--- Task material ---

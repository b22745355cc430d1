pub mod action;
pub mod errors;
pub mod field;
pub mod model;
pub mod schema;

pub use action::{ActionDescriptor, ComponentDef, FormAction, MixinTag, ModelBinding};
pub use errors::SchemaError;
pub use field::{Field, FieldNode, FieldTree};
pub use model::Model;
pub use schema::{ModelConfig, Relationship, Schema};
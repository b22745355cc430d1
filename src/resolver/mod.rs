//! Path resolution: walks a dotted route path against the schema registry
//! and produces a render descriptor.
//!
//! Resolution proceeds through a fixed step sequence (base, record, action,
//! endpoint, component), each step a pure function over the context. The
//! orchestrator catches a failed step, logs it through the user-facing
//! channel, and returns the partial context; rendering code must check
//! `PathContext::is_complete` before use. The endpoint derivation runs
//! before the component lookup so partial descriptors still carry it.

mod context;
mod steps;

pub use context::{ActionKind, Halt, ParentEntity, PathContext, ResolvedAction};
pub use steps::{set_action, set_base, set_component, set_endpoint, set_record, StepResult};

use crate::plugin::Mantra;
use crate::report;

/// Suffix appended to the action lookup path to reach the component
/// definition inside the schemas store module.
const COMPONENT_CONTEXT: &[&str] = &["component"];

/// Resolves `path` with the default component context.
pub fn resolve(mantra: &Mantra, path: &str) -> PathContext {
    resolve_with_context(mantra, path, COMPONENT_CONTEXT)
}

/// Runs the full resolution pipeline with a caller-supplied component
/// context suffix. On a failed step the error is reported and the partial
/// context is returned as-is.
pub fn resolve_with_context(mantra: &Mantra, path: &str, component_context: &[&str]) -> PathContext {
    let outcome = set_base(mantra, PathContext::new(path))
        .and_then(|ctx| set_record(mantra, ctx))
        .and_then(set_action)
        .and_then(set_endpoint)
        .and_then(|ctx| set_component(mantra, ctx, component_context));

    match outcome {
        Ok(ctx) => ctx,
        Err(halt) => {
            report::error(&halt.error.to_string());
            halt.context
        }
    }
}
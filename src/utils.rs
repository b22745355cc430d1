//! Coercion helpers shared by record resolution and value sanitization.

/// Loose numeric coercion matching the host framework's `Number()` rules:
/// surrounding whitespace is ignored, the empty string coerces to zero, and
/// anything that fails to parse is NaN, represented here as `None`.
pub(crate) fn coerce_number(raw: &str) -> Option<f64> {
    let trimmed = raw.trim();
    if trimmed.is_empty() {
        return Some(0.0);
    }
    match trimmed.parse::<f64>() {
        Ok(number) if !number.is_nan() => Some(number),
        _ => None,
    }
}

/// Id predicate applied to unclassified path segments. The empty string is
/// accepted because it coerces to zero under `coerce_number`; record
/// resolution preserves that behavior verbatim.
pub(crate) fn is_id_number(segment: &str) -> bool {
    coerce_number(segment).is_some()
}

---
--- Task material ---

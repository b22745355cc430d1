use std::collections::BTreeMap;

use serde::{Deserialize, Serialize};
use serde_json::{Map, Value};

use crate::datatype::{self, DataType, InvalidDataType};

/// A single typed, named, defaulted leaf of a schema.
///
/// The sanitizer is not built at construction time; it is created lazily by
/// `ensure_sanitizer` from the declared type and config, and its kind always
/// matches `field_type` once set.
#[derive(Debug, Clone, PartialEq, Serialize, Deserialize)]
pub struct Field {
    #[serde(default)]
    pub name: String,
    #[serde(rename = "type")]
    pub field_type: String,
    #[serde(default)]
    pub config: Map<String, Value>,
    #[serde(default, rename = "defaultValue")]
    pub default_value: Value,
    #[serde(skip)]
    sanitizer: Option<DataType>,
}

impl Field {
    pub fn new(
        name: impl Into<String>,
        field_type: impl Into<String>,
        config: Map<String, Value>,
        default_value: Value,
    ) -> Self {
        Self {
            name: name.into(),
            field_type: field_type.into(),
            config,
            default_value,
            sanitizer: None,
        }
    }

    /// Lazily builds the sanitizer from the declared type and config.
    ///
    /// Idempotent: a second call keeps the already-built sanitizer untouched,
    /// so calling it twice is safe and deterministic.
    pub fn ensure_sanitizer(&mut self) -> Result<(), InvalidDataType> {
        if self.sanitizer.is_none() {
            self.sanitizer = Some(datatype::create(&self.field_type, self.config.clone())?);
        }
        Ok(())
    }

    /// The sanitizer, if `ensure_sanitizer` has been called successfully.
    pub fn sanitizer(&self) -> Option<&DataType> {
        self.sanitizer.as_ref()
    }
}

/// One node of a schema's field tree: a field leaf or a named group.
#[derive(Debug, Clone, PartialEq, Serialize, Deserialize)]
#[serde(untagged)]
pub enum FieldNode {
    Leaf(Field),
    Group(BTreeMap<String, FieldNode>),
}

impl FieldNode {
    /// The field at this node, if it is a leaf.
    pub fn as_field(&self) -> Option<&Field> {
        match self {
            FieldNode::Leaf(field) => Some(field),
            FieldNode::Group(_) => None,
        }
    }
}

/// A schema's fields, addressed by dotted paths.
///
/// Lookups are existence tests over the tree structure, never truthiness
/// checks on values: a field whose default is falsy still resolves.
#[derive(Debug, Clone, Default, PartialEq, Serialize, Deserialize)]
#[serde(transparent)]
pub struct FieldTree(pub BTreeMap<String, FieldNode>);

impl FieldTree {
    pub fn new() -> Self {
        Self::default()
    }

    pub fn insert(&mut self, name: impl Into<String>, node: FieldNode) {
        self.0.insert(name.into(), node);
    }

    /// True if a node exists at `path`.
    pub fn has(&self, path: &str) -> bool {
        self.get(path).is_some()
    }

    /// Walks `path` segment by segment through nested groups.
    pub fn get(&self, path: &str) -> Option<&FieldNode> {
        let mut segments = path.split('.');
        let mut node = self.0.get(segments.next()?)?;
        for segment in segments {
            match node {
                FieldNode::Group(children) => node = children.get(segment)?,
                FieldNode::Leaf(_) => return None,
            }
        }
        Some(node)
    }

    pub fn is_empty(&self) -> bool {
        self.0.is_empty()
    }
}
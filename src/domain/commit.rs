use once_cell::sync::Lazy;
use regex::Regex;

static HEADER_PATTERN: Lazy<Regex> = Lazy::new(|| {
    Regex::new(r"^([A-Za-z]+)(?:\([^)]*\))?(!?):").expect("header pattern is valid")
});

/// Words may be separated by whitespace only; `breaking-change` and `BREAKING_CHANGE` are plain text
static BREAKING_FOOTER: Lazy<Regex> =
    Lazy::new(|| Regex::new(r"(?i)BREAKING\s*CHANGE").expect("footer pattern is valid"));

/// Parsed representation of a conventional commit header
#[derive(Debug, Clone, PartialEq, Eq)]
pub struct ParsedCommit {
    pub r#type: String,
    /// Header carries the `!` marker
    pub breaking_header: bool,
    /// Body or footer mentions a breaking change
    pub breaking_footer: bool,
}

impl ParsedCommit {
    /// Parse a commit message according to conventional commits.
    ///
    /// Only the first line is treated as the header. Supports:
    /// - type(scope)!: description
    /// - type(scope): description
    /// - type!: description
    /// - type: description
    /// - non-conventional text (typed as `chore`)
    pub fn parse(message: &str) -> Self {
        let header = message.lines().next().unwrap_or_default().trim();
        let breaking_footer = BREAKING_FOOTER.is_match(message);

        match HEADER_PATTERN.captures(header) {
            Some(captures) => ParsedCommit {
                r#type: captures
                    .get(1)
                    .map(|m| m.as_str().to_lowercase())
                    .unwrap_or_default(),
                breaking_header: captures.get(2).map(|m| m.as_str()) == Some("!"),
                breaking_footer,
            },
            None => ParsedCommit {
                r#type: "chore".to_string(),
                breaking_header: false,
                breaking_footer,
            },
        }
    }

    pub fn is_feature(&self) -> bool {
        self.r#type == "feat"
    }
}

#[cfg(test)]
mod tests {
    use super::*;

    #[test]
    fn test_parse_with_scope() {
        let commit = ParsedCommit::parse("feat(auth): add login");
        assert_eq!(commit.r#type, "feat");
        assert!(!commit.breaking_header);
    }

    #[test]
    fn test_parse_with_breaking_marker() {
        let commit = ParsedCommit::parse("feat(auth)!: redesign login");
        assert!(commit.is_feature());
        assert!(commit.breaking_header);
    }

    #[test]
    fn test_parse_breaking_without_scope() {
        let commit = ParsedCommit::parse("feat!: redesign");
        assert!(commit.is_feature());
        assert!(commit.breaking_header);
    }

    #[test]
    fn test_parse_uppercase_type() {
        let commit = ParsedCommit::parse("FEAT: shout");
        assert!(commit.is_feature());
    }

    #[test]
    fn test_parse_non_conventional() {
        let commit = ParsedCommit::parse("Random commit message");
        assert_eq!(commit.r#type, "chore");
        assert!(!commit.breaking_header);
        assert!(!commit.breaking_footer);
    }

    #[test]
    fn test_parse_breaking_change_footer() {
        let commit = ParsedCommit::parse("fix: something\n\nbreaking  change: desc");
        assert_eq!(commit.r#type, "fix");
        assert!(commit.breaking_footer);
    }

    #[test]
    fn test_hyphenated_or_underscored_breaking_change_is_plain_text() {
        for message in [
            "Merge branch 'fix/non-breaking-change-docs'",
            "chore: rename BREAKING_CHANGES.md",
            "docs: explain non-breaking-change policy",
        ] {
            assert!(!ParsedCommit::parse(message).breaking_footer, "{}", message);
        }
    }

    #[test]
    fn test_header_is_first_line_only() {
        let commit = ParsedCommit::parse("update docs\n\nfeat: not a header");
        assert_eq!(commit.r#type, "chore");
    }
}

---
--- Task material ---

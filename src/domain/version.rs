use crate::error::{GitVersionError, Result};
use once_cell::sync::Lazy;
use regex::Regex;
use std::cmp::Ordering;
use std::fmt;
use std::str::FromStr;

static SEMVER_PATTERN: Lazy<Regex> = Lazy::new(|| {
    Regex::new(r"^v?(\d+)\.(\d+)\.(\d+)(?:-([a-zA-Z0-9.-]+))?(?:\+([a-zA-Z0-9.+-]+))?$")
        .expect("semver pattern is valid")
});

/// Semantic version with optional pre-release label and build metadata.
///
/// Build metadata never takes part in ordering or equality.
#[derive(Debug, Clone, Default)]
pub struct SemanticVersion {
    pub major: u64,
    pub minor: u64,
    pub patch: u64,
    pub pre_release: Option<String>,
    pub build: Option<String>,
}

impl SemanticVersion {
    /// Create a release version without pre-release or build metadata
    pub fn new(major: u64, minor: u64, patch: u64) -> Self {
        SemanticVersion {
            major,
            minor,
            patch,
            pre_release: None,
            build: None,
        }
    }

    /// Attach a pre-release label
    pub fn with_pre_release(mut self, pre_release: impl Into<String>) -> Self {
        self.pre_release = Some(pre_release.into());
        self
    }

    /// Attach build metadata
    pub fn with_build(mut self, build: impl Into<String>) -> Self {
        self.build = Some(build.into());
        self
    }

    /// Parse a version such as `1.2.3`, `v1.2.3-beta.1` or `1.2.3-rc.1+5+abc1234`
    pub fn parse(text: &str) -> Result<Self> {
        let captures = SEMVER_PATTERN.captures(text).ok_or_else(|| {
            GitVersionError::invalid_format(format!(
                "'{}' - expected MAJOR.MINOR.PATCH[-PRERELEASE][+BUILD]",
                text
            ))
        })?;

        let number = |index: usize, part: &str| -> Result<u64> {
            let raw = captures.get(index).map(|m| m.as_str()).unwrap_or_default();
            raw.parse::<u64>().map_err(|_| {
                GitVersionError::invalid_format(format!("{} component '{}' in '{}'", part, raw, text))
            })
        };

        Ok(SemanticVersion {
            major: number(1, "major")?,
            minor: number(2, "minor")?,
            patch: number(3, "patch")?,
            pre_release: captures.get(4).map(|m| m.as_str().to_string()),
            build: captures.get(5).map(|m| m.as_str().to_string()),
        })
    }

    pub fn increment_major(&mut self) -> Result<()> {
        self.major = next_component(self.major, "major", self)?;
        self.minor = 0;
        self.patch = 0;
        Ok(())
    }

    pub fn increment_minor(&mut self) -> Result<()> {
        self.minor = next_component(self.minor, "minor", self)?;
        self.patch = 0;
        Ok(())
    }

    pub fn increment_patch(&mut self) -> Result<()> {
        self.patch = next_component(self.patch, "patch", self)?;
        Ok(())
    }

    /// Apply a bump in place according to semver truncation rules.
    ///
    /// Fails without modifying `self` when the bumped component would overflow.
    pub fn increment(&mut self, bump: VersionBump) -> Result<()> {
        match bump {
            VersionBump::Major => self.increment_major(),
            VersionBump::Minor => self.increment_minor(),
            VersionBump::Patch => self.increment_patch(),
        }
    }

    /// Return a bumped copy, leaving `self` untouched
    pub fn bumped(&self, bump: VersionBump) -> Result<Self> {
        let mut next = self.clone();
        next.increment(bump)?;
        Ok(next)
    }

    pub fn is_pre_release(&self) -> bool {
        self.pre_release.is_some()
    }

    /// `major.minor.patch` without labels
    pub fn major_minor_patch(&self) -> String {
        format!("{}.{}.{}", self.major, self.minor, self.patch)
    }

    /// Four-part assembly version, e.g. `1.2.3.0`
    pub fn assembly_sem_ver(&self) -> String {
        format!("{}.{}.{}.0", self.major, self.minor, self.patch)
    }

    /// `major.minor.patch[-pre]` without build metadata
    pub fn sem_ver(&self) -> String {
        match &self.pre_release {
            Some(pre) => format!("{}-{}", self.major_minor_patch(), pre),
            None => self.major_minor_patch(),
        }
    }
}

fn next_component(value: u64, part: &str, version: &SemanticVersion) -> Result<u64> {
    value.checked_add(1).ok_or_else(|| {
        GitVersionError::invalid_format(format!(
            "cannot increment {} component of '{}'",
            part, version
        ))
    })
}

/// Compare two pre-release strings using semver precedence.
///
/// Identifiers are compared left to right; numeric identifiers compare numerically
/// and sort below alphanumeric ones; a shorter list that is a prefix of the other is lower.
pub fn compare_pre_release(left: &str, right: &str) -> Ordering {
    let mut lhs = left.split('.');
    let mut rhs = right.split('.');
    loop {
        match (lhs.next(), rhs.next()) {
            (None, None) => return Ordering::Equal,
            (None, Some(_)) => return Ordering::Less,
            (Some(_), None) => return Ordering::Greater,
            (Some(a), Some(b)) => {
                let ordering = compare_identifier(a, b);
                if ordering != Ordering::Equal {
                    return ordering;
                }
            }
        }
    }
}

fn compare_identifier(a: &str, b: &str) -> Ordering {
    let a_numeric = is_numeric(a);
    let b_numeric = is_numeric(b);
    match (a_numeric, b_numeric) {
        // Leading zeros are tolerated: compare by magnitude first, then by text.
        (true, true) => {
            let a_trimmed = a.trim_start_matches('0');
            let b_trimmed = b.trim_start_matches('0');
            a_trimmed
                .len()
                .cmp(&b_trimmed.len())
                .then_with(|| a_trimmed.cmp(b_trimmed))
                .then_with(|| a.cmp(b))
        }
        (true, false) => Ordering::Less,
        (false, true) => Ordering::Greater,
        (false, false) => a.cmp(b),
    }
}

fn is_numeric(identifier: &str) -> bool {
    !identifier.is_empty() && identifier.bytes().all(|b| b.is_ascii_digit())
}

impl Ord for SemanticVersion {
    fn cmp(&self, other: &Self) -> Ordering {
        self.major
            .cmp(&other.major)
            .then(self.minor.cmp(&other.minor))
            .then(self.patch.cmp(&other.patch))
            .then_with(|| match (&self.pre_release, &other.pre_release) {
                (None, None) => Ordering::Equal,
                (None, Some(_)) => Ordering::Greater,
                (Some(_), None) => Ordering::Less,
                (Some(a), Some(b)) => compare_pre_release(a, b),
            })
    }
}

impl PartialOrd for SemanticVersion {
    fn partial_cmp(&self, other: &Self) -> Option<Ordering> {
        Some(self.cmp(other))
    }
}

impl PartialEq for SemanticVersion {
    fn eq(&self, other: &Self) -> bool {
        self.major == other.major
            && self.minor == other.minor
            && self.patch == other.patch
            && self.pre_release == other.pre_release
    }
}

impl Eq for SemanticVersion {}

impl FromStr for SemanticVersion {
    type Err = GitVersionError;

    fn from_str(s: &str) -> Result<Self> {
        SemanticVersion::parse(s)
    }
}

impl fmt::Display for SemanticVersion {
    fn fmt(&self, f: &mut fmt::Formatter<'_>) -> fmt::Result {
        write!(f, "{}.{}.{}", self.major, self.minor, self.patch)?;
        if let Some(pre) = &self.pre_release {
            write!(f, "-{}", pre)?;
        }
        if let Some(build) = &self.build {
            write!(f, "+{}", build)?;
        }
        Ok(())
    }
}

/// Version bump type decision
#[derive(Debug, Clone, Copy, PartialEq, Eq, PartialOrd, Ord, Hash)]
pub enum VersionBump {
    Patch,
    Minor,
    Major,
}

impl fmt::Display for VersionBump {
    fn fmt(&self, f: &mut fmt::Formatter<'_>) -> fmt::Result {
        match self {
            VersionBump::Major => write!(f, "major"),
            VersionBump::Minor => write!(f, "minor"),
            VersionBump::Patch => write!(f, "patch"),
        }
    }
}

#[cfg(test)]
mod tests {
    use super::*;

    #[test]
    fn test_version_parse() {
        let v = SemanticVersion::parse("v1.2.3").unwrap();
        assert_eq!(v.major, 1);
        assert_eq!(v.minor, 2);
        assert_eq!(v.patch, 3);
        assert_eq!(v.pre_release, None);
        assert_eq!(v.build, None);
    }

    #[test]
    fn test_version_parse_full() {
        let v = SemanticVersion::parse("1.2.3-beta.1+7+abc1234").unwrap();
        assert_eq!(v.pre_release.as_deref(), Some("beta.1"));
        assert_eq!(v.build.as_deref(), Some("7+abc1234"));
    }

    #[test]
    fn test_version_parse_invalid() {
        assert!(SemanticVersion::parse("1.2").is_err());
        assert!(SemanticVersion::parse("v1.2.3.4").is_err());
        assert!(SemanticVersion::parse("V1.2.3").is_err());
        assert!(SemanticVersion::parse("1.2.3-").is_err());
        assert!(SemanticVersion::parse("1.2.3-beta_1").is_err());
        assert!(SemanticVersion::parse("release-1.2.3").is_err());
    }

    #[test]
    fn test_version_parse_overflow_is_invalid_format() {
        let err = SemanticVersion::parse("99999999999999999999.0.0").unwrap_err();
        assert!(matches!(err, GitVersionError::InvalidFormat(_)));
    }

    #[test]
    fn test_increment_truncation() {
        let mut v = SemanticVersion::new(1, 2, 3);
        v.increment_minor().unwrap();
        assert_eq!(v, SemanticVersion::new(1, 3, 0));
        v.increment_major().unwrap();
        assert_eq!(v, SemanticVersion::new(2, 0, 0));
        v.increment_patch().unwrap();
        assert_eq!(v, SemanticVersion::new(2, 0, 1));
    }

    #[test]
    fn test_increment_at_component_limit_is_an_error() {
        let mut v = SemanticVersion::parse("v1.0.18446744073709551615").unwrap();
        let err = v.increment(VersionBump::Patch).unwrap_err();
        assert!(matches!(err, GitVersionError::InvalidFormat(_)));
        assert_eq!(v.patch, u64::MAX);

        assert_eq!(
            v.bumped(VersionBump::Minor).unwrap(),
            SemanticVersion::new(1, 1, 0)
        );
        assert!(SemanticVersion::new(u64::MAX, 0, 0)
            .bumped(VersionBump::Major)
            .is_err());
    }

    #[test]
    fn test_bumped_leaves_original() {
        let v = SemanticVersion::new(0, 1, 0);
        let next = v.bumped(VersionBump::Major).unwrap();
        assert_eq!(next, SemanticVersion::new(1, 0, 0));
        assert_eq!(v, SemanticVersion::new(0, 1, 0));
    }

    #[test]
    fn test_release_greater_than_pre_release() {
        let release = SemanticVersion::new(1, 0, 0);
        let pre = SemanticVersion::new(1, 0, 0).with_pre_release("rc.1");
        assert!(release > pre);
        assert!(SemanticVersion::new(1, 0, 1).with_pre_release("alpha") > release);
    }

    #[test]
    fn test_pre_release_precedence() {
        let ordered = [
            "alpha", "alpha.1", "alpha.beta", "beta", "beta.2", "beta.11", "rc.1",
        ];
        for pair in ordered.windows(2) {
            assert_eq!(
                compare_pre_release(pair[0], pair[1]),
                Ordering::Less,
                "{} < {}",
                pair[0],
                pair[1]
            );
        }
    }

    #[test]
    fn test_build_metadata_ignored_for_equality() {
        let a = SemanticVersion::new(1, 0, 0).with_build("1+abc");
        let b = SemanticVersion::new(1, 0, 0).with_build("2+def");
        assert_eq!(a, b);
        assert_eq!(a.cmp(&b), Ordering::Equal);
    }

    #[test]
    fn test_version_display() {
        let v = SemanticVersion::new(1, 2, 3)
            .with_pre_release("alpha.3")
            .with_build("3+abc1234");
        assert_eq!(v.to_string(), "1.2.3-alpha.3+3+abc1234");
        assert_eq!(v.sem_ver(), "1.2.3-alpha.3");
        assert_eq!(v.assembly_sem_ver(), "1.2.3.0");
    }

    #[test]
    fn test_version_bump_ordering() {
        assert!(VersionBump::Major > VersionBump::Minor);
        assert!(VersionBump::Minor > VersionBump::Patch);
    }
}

---

Task directions: Could you copy every line from the records that has "according" in it?

Exercise solution:
    /// Parse a commit message according to conventional commits.
    /// Apply a bump in place according to semver truncation rules.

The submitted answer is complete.